▸ WORK REQUEST:
Those lines of the material below that fall between its first line and the line with "conversion from one", both included, are to be repeated exactly.

▸ INFORMATION PROVIDED:

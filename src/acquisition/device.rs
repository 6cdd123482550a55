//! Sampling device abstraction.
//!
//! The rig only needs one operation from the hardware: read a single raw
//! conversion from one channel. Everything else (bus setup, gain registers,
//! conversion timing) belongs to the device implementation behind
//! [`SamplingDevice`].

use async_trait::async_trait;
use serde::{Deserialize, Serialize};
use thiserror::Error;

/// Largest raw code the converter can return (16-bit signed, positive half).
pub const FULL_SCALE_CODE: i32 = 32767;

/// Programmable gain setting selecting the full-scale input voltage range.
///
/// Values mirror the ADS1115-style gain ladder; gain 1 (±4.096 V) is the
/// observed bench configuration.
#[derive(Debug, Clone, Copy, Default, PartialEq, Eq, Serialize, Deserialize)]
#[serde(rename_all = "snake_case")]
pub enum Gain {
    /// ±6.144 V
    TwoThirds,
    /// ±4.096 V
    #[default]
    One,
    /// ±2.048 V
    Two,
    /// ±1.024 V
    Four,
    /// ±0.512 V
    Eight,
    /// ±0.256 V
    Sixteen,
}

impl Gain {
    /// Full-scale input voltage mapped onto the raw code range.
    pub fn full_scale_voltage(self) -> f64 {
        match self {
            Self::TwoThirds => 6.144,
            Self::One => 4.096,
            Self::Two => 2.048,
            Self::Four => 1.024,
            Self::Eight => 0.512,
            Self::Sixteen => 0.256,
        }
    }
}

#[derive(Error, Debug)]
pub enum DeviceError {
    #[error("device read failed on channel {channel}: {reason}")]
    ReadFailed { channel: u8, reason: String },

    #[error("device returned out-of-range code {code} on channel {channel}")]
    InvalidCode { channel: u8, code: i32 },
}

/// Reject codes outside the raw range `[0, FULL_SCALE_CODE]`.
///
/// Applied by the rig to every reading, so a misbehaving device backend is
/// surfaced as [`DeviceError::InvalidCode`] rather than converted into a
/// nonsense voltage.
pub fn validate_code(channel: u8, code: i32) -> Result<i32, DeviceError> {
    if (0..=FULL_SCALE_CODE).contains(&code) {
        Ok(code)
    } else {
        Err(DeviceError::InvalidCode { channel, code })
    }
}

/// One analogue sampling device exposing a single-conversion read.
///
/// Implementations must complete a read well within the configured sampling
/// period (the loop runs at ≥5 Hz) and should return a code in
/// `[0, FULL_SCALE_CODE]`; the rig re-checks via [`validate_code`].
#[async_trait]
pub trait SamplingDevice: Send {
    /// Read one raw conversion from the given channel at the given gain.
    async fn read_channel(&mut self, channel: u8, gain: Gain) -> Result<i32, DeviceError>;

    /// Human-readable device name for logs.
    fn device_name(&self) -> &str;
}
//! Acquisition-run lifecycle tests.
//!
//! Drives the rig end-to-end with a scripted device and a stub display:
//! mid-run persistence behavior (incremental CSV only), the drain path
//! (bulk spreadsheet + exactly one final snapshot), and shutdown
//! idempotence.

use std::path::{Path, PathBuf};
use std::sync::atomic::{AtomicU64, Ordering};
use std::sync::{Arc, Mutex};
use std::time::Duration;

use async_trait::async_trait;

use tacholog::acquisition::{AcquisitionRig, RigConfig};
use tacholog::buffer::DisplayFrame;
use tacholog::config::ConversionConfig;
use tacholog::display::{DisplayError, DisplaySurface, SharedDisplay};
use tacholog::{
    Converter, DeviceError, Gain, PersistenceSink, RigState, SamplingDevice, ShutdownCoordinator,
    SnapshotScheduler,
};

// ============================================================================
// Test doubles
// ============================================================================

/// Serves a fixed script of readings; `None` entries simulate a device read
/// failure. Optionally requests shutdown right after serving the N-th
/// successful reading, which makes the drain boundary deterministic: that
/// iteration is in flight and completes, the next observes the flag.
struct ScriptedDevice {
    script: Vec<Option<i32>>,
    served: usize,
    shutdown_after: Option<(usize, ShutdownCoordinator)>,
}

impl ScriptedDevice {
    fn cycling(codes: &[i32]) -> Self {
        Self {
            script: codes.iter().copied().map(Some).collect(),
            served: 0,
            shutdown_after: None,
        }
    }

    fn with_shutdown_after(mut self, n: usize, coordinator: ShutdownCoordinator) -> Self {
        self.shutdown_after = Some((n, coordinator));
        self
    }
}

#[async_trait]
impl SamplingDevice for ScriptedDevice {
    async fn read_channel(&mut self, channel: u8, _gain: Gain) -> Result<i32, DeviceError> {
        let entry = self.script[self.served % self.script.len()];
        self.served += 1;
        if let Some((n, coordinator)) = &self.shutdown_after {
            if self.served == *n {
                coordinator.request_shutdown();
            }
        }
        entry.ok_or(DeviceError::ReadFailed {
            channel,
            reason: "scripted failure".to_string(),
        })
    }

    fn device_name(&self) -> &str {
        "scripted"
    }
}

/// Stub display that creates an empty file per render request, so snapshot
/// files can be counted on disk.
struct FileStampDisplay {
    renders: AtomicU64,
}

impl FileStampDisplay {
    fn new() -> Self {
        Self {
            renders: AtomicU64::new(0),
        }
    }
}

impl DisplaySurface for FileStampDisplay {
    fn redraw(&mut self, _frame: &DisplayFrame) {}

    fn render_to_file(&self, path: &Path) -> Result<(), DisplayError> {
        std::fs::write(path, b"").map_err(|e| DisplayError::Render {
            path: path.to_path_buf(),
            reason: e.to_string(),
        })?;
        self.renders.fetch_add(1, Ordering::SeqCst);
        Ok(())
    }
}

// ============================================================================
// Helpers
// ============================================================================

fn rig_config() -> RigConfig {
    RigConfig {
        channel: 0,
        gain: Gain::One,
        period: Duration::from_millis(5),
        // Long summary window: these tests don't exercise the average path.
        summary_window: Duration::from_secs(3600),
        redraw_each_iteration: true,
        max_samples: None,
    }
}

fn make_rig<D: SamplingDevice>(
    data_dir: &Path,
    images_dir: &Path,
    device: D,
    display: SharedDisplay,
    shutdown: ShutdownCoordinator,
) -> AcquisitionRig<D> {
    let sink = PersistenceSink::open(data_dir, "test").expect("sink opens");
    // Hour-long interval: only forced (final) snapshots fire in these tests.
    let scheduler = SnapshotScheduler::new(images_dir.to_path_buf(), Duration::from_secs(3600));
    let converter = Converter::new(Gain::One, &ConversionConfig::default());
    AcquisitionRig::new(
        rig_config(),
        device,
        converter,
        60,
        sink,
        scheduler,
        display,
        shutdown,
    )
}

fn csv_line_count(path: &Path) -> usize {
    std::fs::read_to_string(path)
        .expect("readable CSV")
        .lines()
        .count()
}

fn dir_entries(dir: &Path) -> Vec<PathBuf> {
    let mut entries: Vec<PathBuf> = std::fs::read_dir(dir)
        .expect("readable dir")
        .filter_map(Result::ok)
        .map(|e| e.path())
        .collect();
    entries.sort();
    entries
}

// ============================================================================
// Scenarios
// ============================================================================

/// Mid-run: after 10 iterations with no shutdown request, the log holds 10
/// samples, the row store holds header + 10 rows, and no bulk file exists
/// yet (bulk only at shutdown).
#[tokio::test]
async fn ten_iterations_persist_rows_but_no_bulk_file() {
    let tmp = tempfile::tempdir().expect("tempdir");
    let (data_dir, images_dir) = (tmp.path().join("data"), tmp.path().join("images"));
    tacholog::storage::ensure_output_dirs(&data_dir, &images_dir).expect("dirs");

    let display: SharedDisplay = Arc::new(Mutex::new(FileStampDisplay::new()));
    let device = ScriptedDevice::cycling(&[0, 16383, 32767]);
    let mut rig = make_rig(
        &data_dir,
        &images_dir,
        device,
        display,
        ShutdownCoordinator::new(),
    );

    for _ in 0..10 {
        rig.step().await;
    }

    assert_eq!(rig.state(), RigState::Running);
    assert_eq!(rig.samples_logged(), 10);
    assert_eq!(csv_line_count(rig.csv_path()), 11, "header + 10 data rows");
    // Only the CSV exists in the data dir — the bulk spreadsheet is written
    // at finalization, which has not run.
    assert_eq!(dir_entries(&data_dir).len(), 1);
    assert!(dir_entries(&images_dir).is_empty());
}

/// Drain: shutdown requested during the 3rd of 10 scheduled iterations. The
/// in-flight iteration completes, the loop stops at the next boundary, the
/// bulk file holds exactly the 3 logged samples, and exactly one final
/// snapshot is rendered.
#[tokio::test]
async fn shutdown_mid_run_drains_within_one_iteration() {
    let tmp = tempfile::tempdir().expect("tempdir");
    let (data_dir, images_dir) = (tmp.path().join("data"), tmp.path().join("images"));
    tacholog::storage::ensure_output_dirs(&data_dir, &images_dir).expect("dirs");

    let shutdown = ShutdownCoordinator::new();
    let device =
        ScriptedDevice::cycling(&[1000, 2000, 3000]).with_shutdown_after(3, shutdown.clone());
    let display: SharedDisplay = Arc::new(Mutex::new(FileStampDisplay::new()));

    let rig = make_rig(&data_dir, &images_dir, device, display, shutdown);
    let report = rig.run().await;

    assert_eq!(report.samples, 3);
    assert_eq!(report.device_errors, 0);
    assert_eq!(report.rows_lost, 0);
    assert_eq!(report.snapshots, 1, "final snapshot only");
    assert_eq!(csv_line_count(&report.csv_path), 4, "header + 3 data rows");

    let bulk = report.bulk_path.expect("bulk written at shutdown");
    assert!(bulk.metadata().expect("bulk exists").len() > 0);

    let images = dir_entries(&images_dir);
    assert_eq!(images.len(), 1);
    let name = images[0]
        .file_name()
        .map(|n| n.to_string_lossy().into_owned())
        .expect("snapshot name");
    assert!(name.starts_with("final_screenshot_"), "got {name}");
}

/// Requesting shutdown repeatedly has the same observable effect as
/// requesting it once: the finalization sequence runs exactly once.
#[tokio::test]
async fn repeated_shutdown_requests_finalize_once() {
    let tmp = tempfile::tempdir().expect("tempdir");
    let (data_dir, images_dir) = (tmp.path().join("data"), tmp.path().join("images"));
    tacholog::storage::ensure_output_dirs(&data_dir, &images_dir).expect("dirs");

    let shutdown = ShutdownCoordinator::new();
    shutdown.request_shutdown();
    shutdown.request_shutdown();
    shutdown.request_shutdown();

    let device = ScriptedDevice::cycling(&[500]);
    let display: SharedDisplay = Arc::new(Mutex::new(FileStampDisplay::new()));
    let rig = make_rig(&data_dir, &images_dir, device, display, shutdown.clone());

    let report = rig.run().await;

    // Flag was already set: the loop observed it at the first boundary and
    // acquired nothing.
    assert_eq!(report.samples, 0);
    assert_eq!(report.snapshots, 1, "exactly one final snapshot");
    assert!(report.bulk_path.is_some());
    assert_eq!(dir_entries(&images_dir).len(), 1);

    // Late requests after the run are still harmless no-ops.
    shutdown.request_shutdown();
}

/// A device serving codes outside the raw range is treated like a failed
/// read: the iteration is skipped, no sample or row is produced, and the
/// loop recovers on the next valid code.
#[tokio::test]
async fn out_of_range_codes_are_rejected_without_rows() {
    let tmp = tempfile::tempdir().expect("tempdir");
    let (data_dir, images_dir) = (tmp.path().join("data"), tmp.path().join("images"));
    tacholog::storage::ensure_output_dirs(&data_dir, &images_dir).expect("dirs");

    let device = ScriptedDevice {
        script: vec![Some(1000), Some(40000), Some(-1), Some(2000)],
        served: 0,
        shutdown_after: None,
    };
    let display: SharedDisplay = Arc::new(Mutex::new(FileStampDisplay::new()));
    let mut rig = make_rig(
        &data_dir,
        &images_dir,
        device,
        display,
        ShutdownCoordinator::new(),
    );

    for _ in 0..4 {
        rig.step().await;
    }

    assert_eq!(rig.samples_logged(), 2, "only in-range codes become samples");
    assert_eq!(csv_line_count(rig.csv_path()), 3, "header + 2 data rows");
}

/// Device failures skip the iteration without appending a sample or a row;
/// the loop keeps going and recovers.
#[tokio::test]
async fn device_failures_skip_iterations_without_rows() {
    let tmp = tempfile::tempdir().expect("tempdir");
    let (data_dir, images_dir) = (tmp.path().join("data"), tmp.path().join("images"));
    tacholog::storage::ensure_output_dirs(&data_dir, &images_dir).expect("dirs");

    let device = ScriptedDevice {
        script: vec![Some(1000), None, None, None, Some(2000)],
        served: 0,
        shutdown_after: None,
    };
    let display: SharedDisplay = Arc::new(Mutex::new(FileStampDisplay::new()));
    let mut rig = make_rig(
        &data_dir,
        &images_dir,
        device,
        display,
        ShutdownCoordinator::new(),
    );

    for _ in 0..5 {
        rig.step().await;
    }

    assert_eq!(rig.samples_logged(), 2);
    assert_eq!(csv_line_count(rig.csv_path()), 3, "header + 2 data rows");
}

▸ WORKED SOLUTION:
filename src/acquisition/device.rs
repository 6cdd123482550a55
//! Sampling device abstraction.
//!
//! The rig only needs one operation from the hardware: read a single raw
//! conversion from one channel. Everything else (bus setup, gain registers,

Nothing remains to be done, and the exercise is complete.